Ciò è avvenuto attraverso l’inaugurazione di “un’articolata politica di assegnazione e di trasferimento di decime e di prebende che andavano a sommarsi ai precedenti sostegni finanziari”, per cui gran parte dei costi di mantenimento dell’Ateneo, che fino a quel momento erano gravati sulle scarse risorse della municipalità sono passati a carico dello Stato piemontese. A ciò va aggiunto che gli stessi provvedimenti assunti dai Piemontesi hanno anche consentito di rimuovere l’annoso contenzioso tra l’Arcivescovado e il Consiglio cittadino, con la soppressione della figura del rettore e la sua sostituzione con un organo collegiale, il “Magistrato sopra gli studi”, cui è stato affidato “il governo di tutti gli aspetti della vita universitaria: normativi, didattici, curriculari, di vigilanza, disciplinari, etc. Il Magistrato rispondeva direttamente al governo di Torino e tra i suoi compiti vi era quello, tenuto in gran conto, dalle autorità centrali, di redigere alla fine di ogni anno accademico una Relazione da far pervenire nella capitale”.
La rifondazione dell’Ateneo cagliaritano da parte dei Piemontesi ha avuto però pesanti implicazioni negative sulla crescita culturale dell’Isola, per aver compromesso radicalmente l’originario rapporto con le élite politiche e culturali della città, con l’”esonero, salvo alcune eccezioni, dei professori locali”, rimpiazzati da una “colonia di dotti”, selezionata dalla “Segreteria di Stato e di Guerra” di Torino.
La peculiarità del processo rifondativo non va tanto ricercato – osserva giustamente Nonnoi – “nelle nuove risorse intellettuali spedite espressamente in Sardegna”, quanto nel fatto che ai “professori forestieri” venisse richiesto di infondere nella “studiosa gioventù” isolana gli “argomenti e i temi da sviluppare, gli autori a cui attenersi e i testi da indicare ai discepoli per il completamento della preparazione”, secondo specifici “Piani” rispondenti ai desiderata governativi. In tal modo, il rinnovamento degli studi universitari, pur avendo prodotto rispetto al passato un cambiamento notevole, sul piano finanziario e organizzativo, su quello didattico i contenuti dei “Piani didattici” miravano a contenere ciò che sarebbe potuto risultare come “aperture eccessive” nei confronto delle idee illuministiche e a suggerire la trattazione di argomenti tradizionali e legati al passato.
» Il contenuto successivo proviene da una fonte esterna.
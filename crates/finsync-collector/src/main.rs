//! Standalone market data collector CLI.

use std::sync::Arc;

use clap::{Parser, Subcommand, ValueEnum};
use tracing_subscriber::{layer::SubscriberExt, util::SubscriberInitExt};

use finsync_collector::{modules, scheduler, CollectorConfig};
use finsync_core::InstrumentKind;
use finsync_data::provider::{FmpClient, MarketDataProvider};
use finsync_data::storage::{self, InstrumentStore, SeriesStore};

#[derive(Parser)]
#[command(name = "finsync-collector")]
#[command(about = "FinSync Market Data Collector", long_about = None)]
#[command(version)]
struct Cli {
    #[command(subcommand)]
    command: Commands,

    /// 로그 레벨 (trace, debug, info, warn, error)
    #[arg(long, default_value = "info")]
    log_level: String,
}

/// 수집 대상 유니버스.
#[derive(Debug, Clone, Copy, ValueEnum)]
enum Universe {
    Stocks,
    Etfs,
}

impl From<Universe> for InstrumentKind {
    fn from(universe: Universe) -> Self {
        match universe {
            Universe::Stocks => InstrumentKind::Stock,
            Universe::Etfs => InstrumentKind::Etf,
        }
    }
}

#[derive(Subcommand)]
enum Commands {
    /// 심볼 목록 동기화
    SyncSymbols {
        /// 대상 유니버스
        #[arg(long, value_enum)]
        universe: Universe,
    },

    /// 유니버스 하나의 전체 수집 (심볼 동기화 → fundamental + OHLC)
    Run {
        /// 대상 유니버스
        #[arg(long, value_enum)]
        universe: Universe,

        /// 저장소 파일을 삭제하고 처음부터 재구축
        #[arg(long)]
        full_refresh: bool,

        /// 특정 심볼만 수집 (쉼표로 구분, 예: "AAPL,MSFT")
        #[arg(long)]
        symbols: Option<String>,
    },

    /// 전체 워크플로우 실행 (주식 → ETF)
    RunAll {
        /// 저장소 파일을 삭제하고 처음부터 재구축
        #[arg(long)]
        full_refresh: bool,
    },

    /// 데몬 모드: 주기적으로 전체 워크플로우 실행
    Daemon,
}

#[tokio::main]
async fn main() -> Result<(), Box<dyn std::error::Error>> {
    let cli = Cli::parse();

    // 로깅 초기화
    tracing_subscriber::registry()
        .with(
            tracing_subscriber::EnvFilter::try_from_default_env()
                .unwrap_or_else(|_| format!("finsync_collector={}", cli.log_level).into()),
        )
        .with(tracing_subscriber::fmt::layer())
        .init();

    tracing::info!("FinSync Data Collector 시작");

    // 설정 로드
    let config = CollectorConfig::from_env()?;
    tracing::debug!(data_dir = %config.data_dir.display(), "설정 로드 완료");

    let provider: Arc<dyn MarketDataProvider> = Arc::new(FmpClient::new(config.api_key.clone()));

    // 명령 실행
    match cli.command {
        Commands::SyncSymbols { universe } => {
            let kind = universe.into();
            let (store, _series) = open_stores(&config, kind, false).await?;
            let (_, stats) = modules::sync_symbols(&store, provider.as_ref(), kind).await?;
            stats.log_summary("심볼 동기화");
        }
        Commands::Run {
            universe,
            full_refresh,
            symbols,
        } => {
            run_universe_workflow(&config, Arc::clone(&provider), universe.into(), full_refresh, symbols)
                .await?;
        }
        Commands::RunAll { full_refresh } => {
            tracing::info!("=== 전체 워크플로우 시작 ===");

            tracing::info!("Step 1/2: 주식 유니버스");
            run_universe_workflow(
                &config,
                Arc::clone(&provider),
                InstrumentKind::Stock,
                full_refresh,
                None,
            )
            .await?;

            tracing::info!("Step 2/2: ETF 유니버스");
            run_universe_workflow(
                &config,
                Arc::clone(&provider),
                InstrumentKind::Etf,
                full_refresh,
                None,
            )
            .await?;

            tracing::info!("=== 전체 워크플로우 완료 ===");
        }
        Commands::Daemon => {
            tracing::info!(
                "=== 데몬 모드 시작 (주기: {}분) ===",
                config.daemon.interval_minutes
            );

            let mut interval = tokio::time::interval(config.daemon.interval());
            interval.set_missed_tick_behavior(tokio::time::MissedTickBehavior::Skip);

            loop {
                tokio::select! {
                    _ = tokio::signal::ctrl_c() => {
                        tracing::info!("종료 신호 수신, 데몬 종료 중...");
                        break;
                    }
                    _ = interval.tick() => {
                        tracing::info!("=== 워크플로우 실행 시작 ===");

                        for kind in [InstrumentKind::Stock, InstrumentKind::Etf] {
                            if let Err(e) = run_universe_workflow(
                                &config,
                                Arc::clone(&provider),
                                kind,
                                false,
                                None,
                            )
                            .await
                            {
                                tracing::error!(universe = %kind, error = %e, "유니버스 수집 실패");
                            }
                        }

                        tracing::info!(
                            "=== 워크플로우 완료, 다음 실행: {}분 후 ===",
                            config.daemon.interval_minutes
                        );
                    }
                }
            }
        }
    }

    tracing::info!("FinSync Data Collector 종료");

    Ok(())
}

/// 유니버스 DB 를 열고 저장소 핸들 초기화.
async fn open_stores(
    config: &CollectorConfig,
    kind: InstrumentKind,
    full_refresh: bool,
) -> Result<(InstrumentStore, SeriesStore), Box<dyn std::error::Error>> {
    let path = config.db_path(kind);
    if let Some(parent) = path.parent() {
        std::fs::create_dir_all(parent)?;
    }

    let pool = storage::open_universe_db(&path, full_refresh).await?;
    let store = InstrumentStore::new(pool.clone());
    let series = SeriesStore::new(pool);
    store.init().await?;
    series.init().await?;

    tracing::info!(universe = %kind, db = %path.display(), "데이터베이스 연결 성공");

    Ok((store, series))
}

/// 유니버스 하나의 전체 수집 워크플로우.
async fn run_universe_workflow(
    config: &CollectorConfig,
    provider: Arc<dyn MarketDataProvider>,
    kind: InstrumentKind,
    full_refresh: bool,
    symbols: Option<String>,
) -> Result<(), Box<dyn std::error::Error>> {
    let (store, series) = open_stores(config, kind, full_refresh).await?;

    // 1. 심볼 동기화
    let (mut admitted, sync_stats) = modules::sync_symbols(&store, provider.as_ref(), kind).await?;
    sync_stats.log_summary("심볼 동기화");

    // 2. 특정 심볼 필터 (지정된 경우)
    if let Some(filter) = symbols {
        let wanted: Vec<String> = filter.split(',').map(|s| s.trim().to_string()).collect();
        admitted.retain(|listing| wanted.iter().any(|w| w == &listing.symbol));
        tracing::info!(count = admitted.len(), "특정 심볼만 수집");
    }

    // 3. fundamental + OHLC 배치 수집
    let stats = scheduler::run_universe(
        store,
        series,
        provider,
        kind,
        admitted,
        config.batch(kind),
        &config.history,
    )
    .await;
    stats.log_summary("배치 수집");

    Ok(())
}
//! Instruments 테이블 저장소.
//!
//! 컬럼 집합이 수집 시점에 동적으로 늘어나는 wide 테이블입니다.
//!
//! # 동작 방식
//!
//! 1. 새 컬럼은 처음 관찰된 값의 타입(TEXT/INTEGER/REAL)으로 추가
//! 2. 행이 없으면 심볼만 있는 빈 행을 먼저 삽입
//! 3. 공급된 컬럼마다 개별 UPDATE 적용
//!
//! 컬럼은 추가만 되고 삭제되지 않으며, 선언 타입은 최초 결정 후
//! 불변입니다. 선언 타입과 다른 타입의 값이 들어오면 텍스트 표현으로
//! 기록합니다.

use std::collections::HashMap;

use sqlx::sqlite::SqlitePool;
use sqlx::Row;

use finsync_core::{ColumnValue, SqlType};

use crate::error::{DataError, Result};

/// 상장 종목 기본 레코드 (심볼 동기화 단계에서 기록).
#[derive(Debug, Clone)]
pub struct ListingRow {
    pub symbol: String,
    pub name: String,
    pub exchange: String,
    pub exchange_short_name: String,
    pub instrument_type: String,
}

/// instruments 테이블 핸들.
#[derive(Clone)]
pub struct InstrumentStore {
    pool: SqlitePool,
}

impl InstrumentStore {
    /// 새로운 저장소 핸들 생성.
    pub fn new(pool: SqlitePool) -> Self {
        Self { pool }
    }

    /// 기본 테이블 생성.
    pub async fn init(&self) -> Result<()> {
        sqlx::query(
            r#"
            CREATE TABLE IF NOT EXISTS instruments (
                symbol TEXT PRIMARY KEY,
                name TEXT,
                exchange TEXT,
                exchangeShortName TEXT,
                type TEXT
            )
            "#,
        )
        .execute(&self.pool)
        .await
        .map_err(|e| DataError::MigrationError(e.to_string()))?;

        Ok(())
    }

    /// 상장 종목 기본 정보 upsert.
    ///
    /// 새 심볼이면 삽입하고, 기존 심볼이면 기본 컬럼만 갱신합니다.
    /// 이미 수집된 fundamental 컬럼은 건드리지 않습니다.
    pub async fn upsert_listing(&self, row: &ListingRow) -> Result<()> {
        sqlx::query(
            r#"
            INSERT OR IGNORE INTO instruments (symbol, name, exchange, exchangeShortName, type)
            VALUES (?, ?, ?, ?, ?)
            "#,
        )
        .bind(&row.symbol)
        .bind(&row.name)
        .bind(&row.exchange)
        .bind(&row.exchange_short_name)
        .bind(&row.instrument_type)
        .execute(&self.pool)
        .await?;

        sqlx::query(
            r#"
            UPDATE instruments SET name = ?, exchange = ?, exchangeShortName = ?, type = ?
            WHERE symbol = ?
            "#,
        )
        .bind(&row.name)
        .bind(&row.exchange)
        .bind(&row.exchange_short_name)
        .bind(&row.instrument_type)
        .bind(&row.symbol)
        .execute(&self.pool)
        .await?;

        Ok(())
    }

    /// 현재 선언된 컬럼과 타입 조회 (PRAGMA table_info).
    pub async fn declared_columns(&self) -> Result<HashMap<String, SqlType>> {
        let rows = sqlx::query("PRAGMA table_info(instruments)")
            .fetch_all(&self.pool)
            .await?;

        let mut columns = HashMap::with_capacity(rows.len());
        for row in rows {
            let name: String = row.try_get("name")?;
            let declared: String = row.try_get("type")?;
            columns.insert(name, SqlType::from_declared(&declared));
        }

        Ok(columns)
    }

    /// 컬럼이 없으면 추가. 이미 있으면 no-op.
    ///
    /// 타입은 처음 추가될 때 한 번만 결정됩니다.
    pub async fn ensure_column(&self, column: &str, sql_type: SqlType) -> Result<()> {
        validate_identifier(column)?;

        let ddl = format!(
            r#"ALTER TABLE instruments ADD COLUMN "{}" {}"#,
            column,
            sql_type.as_str()
        );

        if let Err(e) = sqlx::query(&ddl).execute(&self.pool).await {
            // 같은 청크의 다른 심볼이 먼저 추가했을 수 있다
            if e.to_string().contains("duplicate column name") {
                return Ok(());
            }
            return Err(DataError::MigrationError(e.to_string()));
        }

        tracing::debug!(column = column, sql_type = %sql_type, "컬럼 추가");
        Ok(())
    }

    /// 심볼 행에 컬럼 값 일괄 적용 (upsert).
    ///
    /// 같은 입력으로 반복 호출해도 최종 상태는 동일합니다.
    pub async fn apply_row(&self, symbol: &str, columns: &[(String, ColumnValue)]) -> Result<()> {
        if columns.is_empty() {
            return Ok(());
        }

        let mut declared = self.declared_columns().await?;

        for (name, value) in columns {
            if !declared.contains_key(name) {
                self.ensure_column(name, value.sql_type()).await?;
                declared.insert(name.clone(), value.sql_type());
            }
        }

        sqlx::query("INSERT OR IGNORE INTO instruments (symbol) VALUES (?)")
            .bind(symbol)
            .execute(&self.pool)
            .await?;

        for (name, value) in columns {
            let declared_type = declared.get(name).copied().unwrap_or(SqlType::Text);
            self.update_column(symbol, name, value, declared_type).await?;
        }

        Ok(())
    }

    /// 단일 컬럼 UPDATE. 선언 타입과 불일치하면 텍스트 표현으로 기록.
    async fn update_column(
        &self,
        symbol: &str,
        column: &str,
        value: &ColumnValue,
        declared: SqlType,
    ) -> Result<()> {
        validate_identifier(column)?;

        let sql = format!(r#"UPDATE instruments SET "{}" = ? WHERE symbol = ?"#, column);
        let query = sqlx::query(&sql);

        let query = if value.sql_type() == declared {
            match value {
                ColumnValue::Text(s) => query.bind(s.clone()),
                ColumnValue::Integer(i) => query.bind(*i),
                ColumnValue::Real(r) => query.bind(*r),
            }
        } else {
            query.bind(value.as_text())
        };

        query
            .bind(symbol)
            .execute(&self.pool)
            .await
            .map_err(|e| DataError::InsertError(e.to_string()))?;

        Ok(())
    }

    /// 저장된 심볼 수.
    pub async fn count(&self) -> Result<i64> {
        let row: (i64,) = sqlx::query_as("SELECT COUNT(*) FROM instruments")
            .fetch_one(&self.pool)
            .await?;
        Ok(row.0)
    }

    /// 단일 컬럼 값을 텍스트로 조회.
    ///
    /// 조회 계층과 테스트에서 사용합니다. 행이나 값이 없거나 컬럼이
    /// 아직 생기지 않았으면 None.
    pub async fn fetch_text(&self, symbol: &str, column: &str) -> Result<Option<String>> {
        validate_identifier(column)?;

        if !self.declared_columns().await?.contains_key(column) {
            return Ok(None);
        }

        let sql = format!(
            r#"SELECT CAST("{}" AS TEXT) FROM instruments WHERE symbol = ?"#,
            column
        );
        let row: Option<(Option<String>,)> = sqlx::query_as(&sql)
            .bind(symbol)
            .fetch_optional(&self.pool)
            .await?;

        Ok(row.and_then(|(value,)| value))
    }
}

/// 컬럼 이름 검증.
///
/// 컬럼 이름은 업스트림 JSON 키에서 오므로, 식별자 인용을 깨뜨릴 수
/// 있는 문자는 거부합니다.
fn validate_identifier(name: &str) -> Result<()> {
    let valid = !name.is_empty()
        && name
            .chars()
            .all(|c| c.is_ascii_alphanumeric() || c == '_');

    if !valid {
        return Err(DataError::InvalidData(format!(
            "invalid column name: {name:?}"
        )));
    }
    Ok(())
}
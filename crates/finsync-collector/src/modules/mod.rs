//! 데이터 수집 모듈.

pub mod fundamental_sync;
pub mod ohlc_backfill;
pub mod symbol_sync;

pub use fundamental_sync::sync_symbol_fundamentals;
pub use ohlc_backfill::backfill_symbol;
pub use symbol_sync::sync_symbols;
Tuttavia, nell’ateneo cagliaritano, sebbene riformato e modernizzato, le iscrizioni sono risultate assai contenute, in quanto hanno continuato a pesare “sulla quotidianità della vita studentesca i preesistenti rapporti sociali, le consuetudini e i ritmi di una società a base contadina con un’economia per molti aspetti di sussistenza e arcaica”. Ciò ha comportato che le gravi condizioni economiche in cui versava la Sardegna e che i Piemontesi non riuscivano a favorire la rimozione, “invece di ricevere dalla rifondazione dell’Ateneo un contributo al loro superamento”, hanno finito “per retroagire e interferire negativamente fino a ridimensionare la portata e gli effetti che ci si attendeva dalla nuova università e dalla missione per la quale era stata concepita e realizzata”.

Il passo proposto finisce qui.